* [Prompt]: Pull every line from the records that has the word "write" in it.

(Data records)

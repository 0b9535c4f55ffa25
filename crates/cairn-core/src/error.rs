//! Arena-specific error types.
//!
//! Every failure path in the arena maps to a distinct variant here. No
//! operation aborts the process: failures are returned as `Err` values and
//! additionally recorded on the failing arena (or, for construction
//! failures, in the process-wide slot) for later inspection.

use std::error::Error;
use std::fmt;

/// Errors that can occur during arena operations.
#[derive(Clone, Debug, PartialEq, Eq)]
pub enum ArenaError {
    /// A zero-byte allocation was requested.
    InvalidSize,
    /// The requested alignment is zero or not a power of two.
    InvalidAlignment {
        /// The rejected alignment value.
        alignment: usize,
    },
    /// The allocation would advance the cursor past the arena's capacity.
    CapacityExceeded {
        /// Number of bytes requested.
        requested: usize,
        /// Bytes still free at the time of the request.
        remaining: usize,
        /// Total capacity of the arena.
        capacity: usize,
    },
    /// An aligned allocation would advance the cursor past the arena's
    /// capacity once alignment padding is accounted for.
    AlignedCapacityExceeded {
        /// Number of bytes requested (excluding padding).
        requested: usize,
        /// Padding bytes needed to reach the aligned address.
        padding: usize,
        /// Bytes still free at the time of the request.
        remaining: usize,
        /// Total capacity of the arena.
        capacity: usize,
    },
    /// The storage provider could not supply a backing region.
    StorageExhausted {
        /// Number of bytes requested from the provider.
        requested: usize,
    },
    /// The static arena region is already claimed by a live instance.
    AlreadyClaimed,
}

impl fmt::Display for ArenaError {
    fn fmt(&self, f: &mut fmt::Formatter<'_>) -> fmt::Result {
        match self {
            Self::InvalidSize => write!(f, "invalid allocation size"),
            Self::InvalidAlignment { alignment } => {
                write!(f, "alignment must be a power of two (got {alignment})")
            }
            Self::CapacityExceeded {
                requested,
                remaining,
                capacity,
            } => {
                write!(
                    f,
                    "arena overflow: requested {requested} bytes, {remaining} of {capacity} bytes free"
                )
            }
            Self::AlignedCapacityExceeded {
                requested,
                padding,
                remaining,
                capacity,
            } => {
                write!(
                    f,
                    "arena overflow (aligned): requested {requested} bytes plus {padding} padding, \
                     {remaining} of {capacity} bytes free"
                )
            }
            Self::StorageExhausted { requested } => {
                write!(f, "out of memory: could not acquire {requested} bytes of backing storage")
            }
            Self::AlreadyClaimed => write!(f, "static arena already in use"),
        }
    }
}

impl Error for ArenaError {}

* [Response to the exercise]:
            Self::InvalidSize => write!(f, "invalid allocation size"),
                write!(f, "alignment must be a power of two (got {alignment})")
                write!(
                write!(
                write!(f, "out of memory: could not acquire {requested} bytes of backing storage")
            Self::AlreadyClaimed => write!(f, "static arena already in use"),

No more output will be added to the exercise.